En effet, le député a tenu à formuler cette requête en conférence de presse, car un citoyen de Trois-Rivières, monsieur Andrew Groarke, l’a contacté pour lui faire état de la façon dont il avait été traité lors de son arrestation à Toronto. « Ce citoyen était à Toronto pour exercer son droit démocratique de manifester et de revendiquer. Il n’avait aucune intention de faire de la casse et il n’était pas associé à un groupe radical et violent. À ce que je sache, nous avons encore le droit de nous prévaloir de cette liberté élémentaire dans ce pays. Je tiens à ce que ce citoyen soit en mesure de raconter ce qu’il a vécu », a déclaré Guy André.

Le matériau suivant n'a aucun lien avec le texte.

// Fuzzy matcher: gap-bounded subsequence search for obfuscated words
//
// Catches words split up by filler ("坏x蛋", "b.a.d") that a literal scan
// misses. The search is greedy and never backtracks, so it can miss an
// alignment that a later choice of characters would have allowed.

pub mod cache;

use wordguard_core::character::is_fuzzy_noise;

pub use cache::FuzzyCache;

/// Largest distance allowed between consecutive matched characters, in
/// positions of the stripped text, for a pattern of `pattern_len` chars.
pub fn max_gap(pattern_len: usize) -> usize {
    match pattern_len {
        0..=2 => 4,
        3 => 10,
        4..=5 => 8,
        _ => 12,
    }
}

/// Drop whitespace, separator punctuation and digits from `text`.
pub fn strip_noise(text: &[char]) -> Vec<char> {
    text.iter().copied().filter(|&c| !is_fuzzy_noise(c)).collect()
}

/// Whether `pattern` occurs in order in `text` with bounded gaps.
///
/// `text` is stripped of noise characters first; `pattern` is used as is.
pub fn is_subsequence_match(pattern: &[char], text: &[char]) -> bool {
    let (Some(&first), Some(&last)) = (pattern.first(), pattern.last()) else {
        return false;
    };
    let clean = strip_noise(text);
    if pattern.len() > clean.len() || !clean.contains(&first) || !clean.contains(&last) {
        return false;
    }

    let limit = max_gap(pattern.len());
    let mut pending = pattern.iter().peekable();
    let mut last_hit: Option<usize> = None;
    for (pos, c) in clean.iter().enumerate() {
        let Some(&&want) = pending.peek() else {
            break;
        };
        if *c != want {
            continue;
        }
        if last_hit.is_some_and(|prev| pos - prev > limit) {
            return false;
        }
        last_hit = Some(pos);
        pending.next();
    }
    pending.peek().is_none()
}

/// Subsequence matcher with an instance-owned result memo.
#[derive(Debug, Clone, Default)]
pub struct FuzzyMatcher {
    cache: FuzzyCache,
}

impl FuzzyMatcher {
    pub fn new() -> Self {
        Self::default()
    }

    /// Create a matcher whose memo holds up to `capacity` results.
    pub fn with_cache_capacity(capacity: usize) -> Self {
        Self {
            cache: FuzzyCache::new(capacity),
        }
    }

    /// Memoized [`is_subsequence_match`].
    pub fn is_match(&mut self, pattern: &[char], text: &[char]) -> bool {
        let key = self.cache.key(pattern, text);
        if let Some(hit) = self.cache.get(key) {
            return hit;
        }
        let matched = is_subsequence_match(pattern, text);
        self.cache.insert(key, matched);
        matched
    }

    /// Convenience wrapper over string slices.
    pub fn is_match_str(&mut self, pattern: &str, text: &str) -> bool {
        let pattern: Vec<char> = pattern.chars().collect();
        let text: Vec<char> = text.chars().collect();
        self.is_match(&pattern, &text)
    }

    pub fn cache_len(&self) -> usize {
        self.cache.len()
    }

    pub fn clear_cache(&mut self) {
        self.cache.clear();
    }
}

#[cfg(test)]
mod tests {
    use super::*;

    fn chars(s: &str) -> Vec<char> {
        s.chars().collect()
    }

    fn matches(pattern: &str, text: &str) -> bool {
        is_subsequence_match(&chars(pattern), &chars(text))
    }

    // -----------------------------------------------------------------------
    // Gap thresholds
    // -----------------------------------------------------------------------

    #[test]
    fn gap_step_function() {
        assert_eq!(max_gap(1), 4);
        assert_eq!(max_gap(2), 4);
        assert_eq!(max_gap(3), 10);
        assert_eq!(max_gap(4), 8);
        assert_eq!(max_gap(5), 8);
        assert_eq!(max_gap(6), 12);
        assert_eq!(max_gap(40), 12);
    }

    #[test]
    fn single_filler_between_chars() {
        assert!(matches("abc", "axbxc"));
        assert!(matches("坏蛋人", "坏的蛋的人"));
    }

    #[test]
    fn gap_over_threshold_fails() {
        let filler = "x".repeat(10);
        // distance 11 between a and b
        assert!(!matches("abc", &format!("a{filler}bc")));
        let filler = "x".repeat(9);
        // distance exactly 10
        assert!(matches("abc", &format!("a{filler}bc")));
    }

    #[test]
    fn two_char_pattern_uses_tight_gap() {
        assert!(matches("ab", "axxxb"));
        assert!(!matches("ab", "axxxxb"));
    }

    // -----------------------------------------------------------------------
    // Noise and fast rejection
    // -----------------------------------------------------------------------

    #[test]
    fn noise_does_not_count_toward_gap() {
        assert!(matches("ab", "a 1 2 3 . - b"));
        assert!(matches("坏蛋", "坏 * * * 蛋"));
    }

    #[test]
    fn digits_in_pattern_never_match() {
        assert!(!matches("a1", "a1"));
    }

    #[test]
    fn empty_pattern_fails() {
        assert!(!matches("", "anything"));
    }

    #[test]
    fn text_shorter_than_pattern_fails() {
        assert!(!matches("abc", "a b"));
    }

    #[test]
    fn missing_last_char_fails() {
        assert!(!matches("abz", "aabb"));
    }

    #[test]
    fn greedy_alignment_can_miss() {
        // The first 'a' is taken, so 'b' is 11 positions away, although the
        // second 'a' would have been within range.
        let text = format!("a{}ab", "x".repeat(10));
        assert!(!matches("ab", &text));
    }

    // -----------------------------------------------------------------------
    // Memo
    // -----------------------------------------------------------------------

    #[test]
    fn matcher_memoizes() {
        let mut matcher = FuzzyMatcher::new();
        assert!(matcher.is_match_str("坏蛋", "坏x蛋"));
        assert!(matcher.is_match_str("坏蛋", "坏x蛋"));
        assert!(!matcher.is_match_str("坏蛋", "好人"));
        assert_eq!(matcher.cache_len(), 2);
        matcher.clear_cache();
        assert_eq!(matcher.cache_len(), 0);
    }
}
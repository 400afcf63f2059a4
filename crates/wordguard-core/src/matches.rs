// Match: one dictionary hit inside normalized text

use serde::{Deserialize, Serialize};

/// A dictionary word found in normalized text.
///
/// `offset` and `length` count Unicode codepoints, not bytes, and are relative
/// to the normalized text the scan ran over. For every match produced by a
/// scan, `offset + length <= text length`.
#[derive(Debug, Clone, PartialEq, Eq, Hash, PartialOrd, Ord, Serialize, Deserialize)]
pub struct Match {
    /// The matched dictionary word, as it appears in the text.
    pub word: String,

    /// Codepoint index of the first matched character.
    pub offset: usize,

    /// Number of codepoints covered by the match.
    pub length: usize,
}

impl Match {
    /// Create a new match. The length is computed from `word`.
    pub fn new(word: impl Into<String>, offset: usize) -> Self {
        let word = word.into();
        let length = word.chars().count();
        Self {
            word,
            offset,
            length,
        }
    }

    /// Build a match from a slice of the scanned text.
    pub fn from_chars(text: &[char], offset: usize, length: usize) -> Self {
        Self {
            word: text[offset..offset + length].iter().collect(),
            offset,
            length,
        }
    }

    /// Exclusive end position (`offset + length`).
    pub fn end(&self) -> usize {
        self.offset + self.length
    }

    /// Whether the `[offset, end)` ranges of two matches intersect.
    pub fn overlaps(&self, other: &Match) -> bool {
        self.offset < other.end() && other.offset < self.end()
    }
}

#[cfg(test)]
mod tests {
    use super::*;

    #[test]
    fn match_new_counts_codepoints() {
        let m = Match::new("坏蛋", 2);
        assert_eq!(m.length, 2);
        assert_eq!(m.offset, 2);
        assert_eq!(m.end(), 4);
    }

    #[test]
    fn match_from_chars() {
        let text: Vec<char> = "这是坏蛋".chars().collect();
        let m = Match::from_chars(&text, 2, 2);
        assert_eq!(m.word, "坏蛋");
        assert_eq!(m, Match::new("坏蛋", 2));
    }

    #[test]
    fn overlap_detection() {
        let a = Match::new("abc", 0);
        let b = Match::new("cd", 2);
        let c = Match::new("de", 3);
        assert!(a.overlaps(&b));
        assert!(b.overlaps(&a));
        assert!(!a.overlaps(&c));
    }

    #[test]
    fn adjacent_matches_do_not_overlap() {
        let a = Match::new("ab", 0);
        let b = Match::new("cd", 2);
        assert!(!a.overlaps(&b));
    }

    #[test]
    fn ordering_is_by_word_then_offset() {
        let mut v = vec![Match::new("b", 0), Match::new("a", 5), Match::new("a", 1)];
        v.sort();
        assert_eq!(v[0], Match::new("a", 1));
        assert_eq!(v[2], Match::new("b", 0));
    }
}
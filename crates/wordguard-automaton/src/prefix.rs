// Prefix index: whole words bucketed by first character

use std::collections::BTreeSet;

use hashbrown::{HashMap, HashSet};
use serde::{Deserialize, Serialize};
use wordguard_core::{Match, MatchType};

use crate::Scanner;
use crate::align::align;

/// Mapping from first character to the distinct words beginning with it.
///
/// Every word inserted appears in exactly one bucket, keyed by its first
/// character.
#[derive(Debug, Clone, Default, PartialEq, Eq, Serialize, Deserialize)]
pub struct PrefixIndex {
    buckets: HashMap<char, BTreeSet<String>>,
}

impl PrefixIndex {
    /// Create an empty index.
    pub fn new() -> Self {
        Self::default()
    }

    /// Build an index from a list of words. Blank words are skipped.
    pub fn from_words<I, S>(words: I) -> Self
    where
        I: IntoIterator<Item = S>,
        S: AsRef<str>,
    {
        let mut index = Self::new();
        for word in words {
            index.insert(word.as_ref());
        }
        index
    }

    /// Add a word under its first character. Returns `true` if it was new.
    pub fn insert(&mut self, word: &str) -> bool {
        match word.chars().next() {
            Some(first) => self
                .buckets
                .entry(first)
                .or_default()
                .insert(word.to_string()),
            None => false,
        }
    }

    /// Remove every bucket.
    pub fn clear(&mut self) {
        self.buckets.clear();
    }

    /// The bucket for `first`, if any word starts with it.
    pub fn bucket(&self, first: char) -> Option<&BTreeSet<String>> {
        self.buckets.get(&first)
    }

    /// Number of buckets.
    pub fn bucket_count(&self) -> usize {
        self.buckets.len()
    }

    /// Total number of words across buckets.
    pub fn len(&self) -> usize {
        self.buckets.values().map(BTreeSet::len).sum()
    }

    pub fn is_empty(&self) -> bool {
        self.buckets.is_empty()
    }

    /// Every indexed word, sorted.
    pub fn words(&self) -> Vec<String> {
        let mut words: Vec<String> = self.buckets.values().flatten().cloned().collect();
        words.sort_unstable();
        words
    }

    /// Every literal occurrence of every indexed word whose first character
    /// appears in `text`, including occurrences that overlap each other.
    ///
    /// The result is unaligned: pass it through [`align`] to obtain
    /// scan-equivalent output.
    pub fn find_all(&self, text: &[char]) -> Vec<Match> {
        let present: HashSet<char> = text.iter().copied().collect();
        let mut found = Vec::new();
        for first in present {
            let Some(bucket) = self.buckets.get(&first) else {
                continue;
            };
            for word in bucket {
                let word_chars: Vec<char> = word.chars().collect();
                if word_chars.len() > text.len() {
                    continue;
                }
                for (offset, window) in text.windows(word_chars.len()).enumerate() {
                    if window == word_chars.as_slice() {
                        found.push(Match {
                            word: word.clone(),
                            offset,
                            length: word_chars.len(),
                        });
                    }
                }
            }
        }
        found
    }
}

impl Scanner for PrefixIndex {
    fn scan(&self, text: &[char], match_type: MatchType) -> Vec<Match> {
        let mut found = self.find_all(text);
        if found.len() > 1 {
            found = align(found, match_type);
        }
        found
    }
}

#[cfg(test)]
mod tests {
    use super::*;
    use crate::trie::Automaton;

    fn chars(s: &str) -> Vec<char> {
        s.chars().collect()
    }

    #[test]
    fn words_bucketed_by_first_char() {
        let index = PrefixIndex::from_words(["坏蛋", "坏人", "敏感"]);
        assert_eq!(index.bucket_count(), 2);
        assert_eq!(index.bucket('坏').unwrap().len(), 2);
        assert!(index.bucket('敏').unwrap().contains("敏感"));
        assert!(index.bucket('x').is_none());
    }

    #[test]
    fn duplicate_words_stored_once() {
        let mut index = PrefixIndex::new();
        assert!(index.insert("abc"));
        assert!(!index.insert("abc"));
        assert!(!index.insert(""));
        assert_eq!(index.len(), 1);
    }

    #[test]
    fn find_all_includes_overlapping_occurrences() {
        let index = PrefixIndex::from_words(["aa"]);
        let mut found = index.find_all(&chars("aaa"));
        found.sort_by_key(|m| m.offset);
        assert_eq!(found, vec![Match::new("aa", 0), Match::new("aa", 1)]);
    }

    #[test]
    fn scan_aligns_raw_matches() {
        let index = PrefixIndex::from_words(["AB", "ABC"]);
        assert_eq!(
            index.scan(&chars("ABCD"), MatchType::Min),
            vec![Match::new("AB", 0)]
        );
        assert_eq!(
            index.scan(&chars("ABCD"), MatchType::Max),
            vec![Match::new("ABC", 0)]
        );
    }

    #[test]
    fn scan_matches_trie_walk() {
        // "aa" at 1 overlaps "xa" at 0; the trie walk then finds "aa" at 2.
        let words = ["xa", "aa", "ab", "b", "abc", "ca"];
        let index = PrefixIndex::from_words(words);
        let automaton = Automaton::from_words(words);
        for text in ["xaaa", "abcabca", "bbxaab", "cabxa", ""] {
            let text = chars(text);
            for mt in [MatchType::Min, MatchType::Max] {
                assert_eq!(index.scan(&text, mt), automaton.scan(&text, mt));
            }
        }
    }

    #[test]
    fn word_longer_than_text_is_skipped() {
        let index = PrefixIndex::from_words(["abcdef"]);
        assert!(index.find_all(&chars("abc")).is_empty());
    }
}
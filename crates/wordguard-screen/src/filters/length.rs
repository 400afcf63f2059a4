// Length filter: short Latin tokens embedded in Chinese prose

use wordguard_core::character::{char_len, is_cjk_ideograph, is_pure_latin};

use super::{FilterStrategy, find_chars};

/// Longest Latin finding the filter considers.
const MAX_WORD_LEN: usize = 2;

/// Characters inspected on each side of the finding.
const WINDOW: usize = 5;

/// Rejects pure-Latin findings of at most two letters whose first
/// occurrence has a CJK ideograph within five characters on both sides.
#[derive(Debug, Clone, Copy, Default)]
pub struct LengthFilter;

impl FilterStrategy for LengthFilter {
    fn should_reject(&self, word: &str, content: &str) -> bool {
        if char_len(word) > MAX_WORD_LEN || !is_pure_latin(word) {
            return false;
        }
        let word: Vec<char> = word.chars().collect();
        let content: Vec<char> = content.chars().collect();
        let Some(pos) = find_chars(&content, &word) else {
            return false;
        };
        let end = pos + word.len();
        let before = &content[pos.saturating_sub(WINDOW)..pos];
        let after = &content[end..(end + WINDOW).min(content.len())];
        before.iter().copied().any(is_cjk_ideograph) && after.iter().copied().any(is_cjk_ideograph)
    }

    fn name(&self) -> &str {
        "length_filter"
    }
}
// wordguard-fuzzy: Find obfuscated sensitive words in lines from stdin.
//
// Reports dictionary words that occur in a line as a subsequence with
// filler between their characters ("坏x蛋"), after false-positive filters:
//   F: word
//
// Usage:
//   wordguard-fuzzy [-c CONFIG] [-d DICT] [OPTIONS]
//
// Options:
//   -c, --config PATH   JSON config file
//   -d, --dict PATH     Word list, one word per line
//   --limit N           Report at most N words per line
//   --no-filters        Skip the boundary, length and context filters
//   -h, --help          Print help

use std::io::Write;

fn main() {
    let args: Vec<String> = std::env::args().skip(1).collect();
    let (common, args) = wordguard_cli::parse_common_args(&args);

    if wordguard_cli::wants_help(&args) {
        println!("wordguard-fuzzy: Find obfuscated sensitive words in lines from stdin.");
        println!();
        println!("Usage: wordguard-fuzzy [-c CONFIG] [-d DICT] [OPTIONS]");
        println!();
        println!("Prints one line per finding:");
        println!("  F: word");
        println!();
        println!("Options:");
        println!("  -c, --config PATH   JSON config file");
        println!("  -d, --dict PATH     Word list, one word per line");
        println!("  --limit N           Report at most N words per line");
        println!("  --no-filters        Skip the boundary, length and context filters");
        println!("  -h, --help          Print this help");
        return;
    }

    let mut limit: Option<usize> = None;
    let mut no_filters = false;
    let mut iter = args.iter();
    while let Some(arg) = iter.next() {
        match arg.as_str() {
            "--limit" => {
                let value = wordguard_cli::required_value(arg, iter.next());
                limit = Some(
                    value
                        .parse()
                        .unwrap_or_else(|_| wordguard_cli::fatal("invalid number for --limit")),
                );
            }
            "--no-filters" => no_filters = true,
            _ => {}
        }
    }

    wordguard_cli::init_logging();
    let mut screen =
        wordguard_cli::load_screen(&common).unwrap_or_else(|e| wordguard_cli::fatal(&e));
    if no_filters {
        screen.filter_chain_mut().clear();
    }

    wordguard_cli::for_each_line(|line, out| {
        for word in screen.fuzzy_bad_words(line, limit) {
            let _ = writeln!(out, "F: {word}");
        }
    });
}
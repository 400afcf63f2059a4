// Bounded memo of fuzzy match results

use std::collections::VecDeque;
use std::hash::BuildHasher;

use hashbrown::{DefaultHashBuilder, HashMap};

/// Default number of results kept before eviction.
pub const DEFAULT_CAPACITY: usize = 500;

/// Memo of `(pattern, text) -> matched` results keyed by their hash.
///
/// When an insertion would exceed the capacity, the older half of the
/// entries is dropped. Lookups do not refresh an entry's age.
#[derive(Debug, Clone)]
pub struct FuzzyCache {
    capacity: usize,
    results: HashMap<u64, bool>,
    order: VecDeque<u64>,
    hasher: DefaultHashBuilder,
}

impl Default for FuzzyCache {
    fn default() -> Self {
        Self::new(DEFAULT_CAPACITY)
    }
}

impl FuzzyCache {
    /// Create a cache holding up to `capacity` results. A capacity of 0
    /// disables caching.
    pub fn new(capacity: usize) -> Self {
        Self {
            capacity,
            results: HashMap::new(),
            order: VecDeque::new(),
            hasher: DefaultHashBuilder::default(),
        }
    }

    /// Cache key for a pattern/text pair.
    pub fn key(&self, pattern: &[char], text: &[char]) -> u64 {
        self.hasher.hash_one((pattern, text))
    }

    pub fn get(&self, key: u64) -> Option<bool> {
        self.results.get(&key).copied()
    }

    pub fn insert(&mut self, key: u64, matched: bool) {
        if self.capacity == 0 {
            return;
        }
        if self.results.insert(key, matched).is_some() {
            return;
        }
        self.order.push_back(key);
        if self.results.len() > self.capacity {
            let keep = self.capacity / 2;
            while self.order.len() > keep {
                if let Some(old) = self.order.pop_front() {
                    self.results.remove(&old);
                }
            }
        }
    }

    pub fn len(&self) -> usize {
        self.results.len()
    }

    pub fn is_empty(&self) -> bool {
        self.results.is_empty()
    }

    pub fn clear(&mut self) {
        self.results.clear();
        self.order.clear();
    }
}
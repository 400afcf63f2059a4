//! Multi-pattern dictionary matching engine.
//!
//! # Architecture
//!
//! - [`node`] -- Trie node with a typed child-edge map and terminal flag
//! - [`trie`] -- The [`Automaton`](trie::Automaton): insertion and min/max scanning
//! - [`prefix`] -- First-character word buckets used as a scan accelerator
//! - [`align`] -- Reconciles independently found matches to trie-scan semantics
//! - [`dictionary`] -- Automaton plus optional prefix index, with scan dispatch
//! - [`source`] -- Lazy line-oriented dictionary reader
//! - [`format`] -- Flat, versioned serde representation of the automaton

pub mod align;
pub mod dictionary;
pub mod format;
pub mod node;
pub mod prefix;
pub mod source;
pub mod trie;

use wordguard_core::{Match, MatchType};

pub use dictionary::Dictionary;
pub use prefix::PrefixIndex;
pub use trie::Automaton;

/// Error type for dictionary building and snapshot decoding.
#[derive(Debug, thiserror::Error)]
pub enum AutomatonError {
    #[error("failed to read dictionary source: {0}")]
    Io(#[from] std::io::Error),
    #[error("snapshot format mismatch: expected version {expected}, got {actual}")]
    SnapshotFormat { expected: u32, actual: u32 },
    #[error("corrupt snapshot: {0}")]
    SnapshotCorrupt(String),
}

/// Texts at or above this many codepoints bypass the prefix index and use
/// the plain trie walk.
pub const PREFIX_SCAN_MAX_LEN: usize = 10_000;

/// Trait for dictionary scanners, abstracting over the trie walk and the
/// prefix-index search.
///
/// Every implementation must return non-overlapping matches sorted by
/// offset, chosen with the leftmost-first rule and the shortest (`Min`) or
/// longest (`Max`) word at each chosen position.
pub trait Scanner {
    /// Find dictionary words in `text` (a codepoint slice).
    fn scan(&self, text: &[char], match_type: MatchType) -> Vec<Match>;
}
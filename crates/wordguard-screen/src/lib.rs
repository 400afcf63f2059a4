//! Sensitive-word screening on top of the wordguard matching engine.
//!
//! # Architecture
//!
//! - [`config`] -- `ScreenConfig`, the recognized options and their defaults
//! - [`normalizer`] -- Emoji handling and variant-text folding applied before matching
//! - [`whitelist`] -- Direct and contextual exemption of matches
//! - [`fuzzy`] -- Gap-bounded subsequence matcher for obfuscated words (feature `fuzzy`)
//! - [`filters`] -- Heuristic false-positive filters for fuzzy findings (feature `fuzzy`)
//! - [`store`] -- Snapshot persistence of the compiled library (feature `store`)
//! - [`handle`] -- The `Screen` composition root exposing every operation (feature `handle`)

use std::path::PathBuf;

use wordguard_automaton::AutomatonError;

pub mod config;
pub mod normalizer;
pub mod whitelist;

#[cfg(feature = "fuzzy")]
pub mod filters;
#[cfg(feature = "fuzzy")]
pub mod fuzzy;
#[cfg(feature = "handle")]
pub mod handle;
#[cfg(feature = "store")]
pub mod store;

pub use config::ScreenConfig;
#[cfg(feature = "handle")]
pub use handle::Screen;
pub use normalizer::{TextNormalizer, VariantMap};
pub use whitelist::Whitelist;

/// Error type for screening operations.
///
/// Detection never fails: only entry points given an explicit argument the
/// caller is responsible for (a dictionary path, a snapshot request) return
/// these.
#[derive(Debug, thiserror::Error)]
pub enum ScreenError {
    /// An explicitly named file is missing, unreadable or malformed.
    #[error("cannot use {}: {reason}", path.display())]
    Configuration { path: PathBuf, reason: String },

    /// An entry point that needs content received none.
    #[error("input is empty")]
    EmptyInput,

    /// The operation needs at least one dictionary word.
    #[error("word library is empty")]
    EmptyLibrary,

    /// The library could not be materialized or persisted.
    #[error("system error: {0}")]
    System(String),
}

impl From<AutomatonError> for ScreenError {
    fn from(e: AutomatonError) -> Self {
        ScreenError::System(e.to_string())
    }
}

Selon Monsieur Groarke, son arrestation le dimanche matin dans le local n’était pas fondée et c’est déroulé en ignorant plusieurs éléments de justice et de respects des droits humains. « Lors de ma première fouille, on ne m’a jamais énuméré mes droits alors qu’on détruisait mon sac et jetais mes cigarettes. Tout au long de ma détention, qui dura 38 heures, mes mains furent liées pendant plus de douze heures. Je fus incapable de dormir en raison de l’air climatisé qu’ils avaient réglé si froid que dormir était impossible. Je n’ai eu droit qu’à des sandwichs au fromage, alors qu’il m’est déconseillé de manger ce type de nourriture considérant mon diabète de type 1. Quant on est incapable d’arrêter une centaine de casseurs alors que l’effectif policier est d’environ 15 000 personnes sans compter les 5 000 gardes privés, on tente de se rattraper en arrêtant ceux qui usent de leurs droits constitutionnels de manifeste. Il s’agit de malhonnêteté comme jamais un pays se disant démocratique ne devrait s’en permettre », a conclu monsieur Groarke.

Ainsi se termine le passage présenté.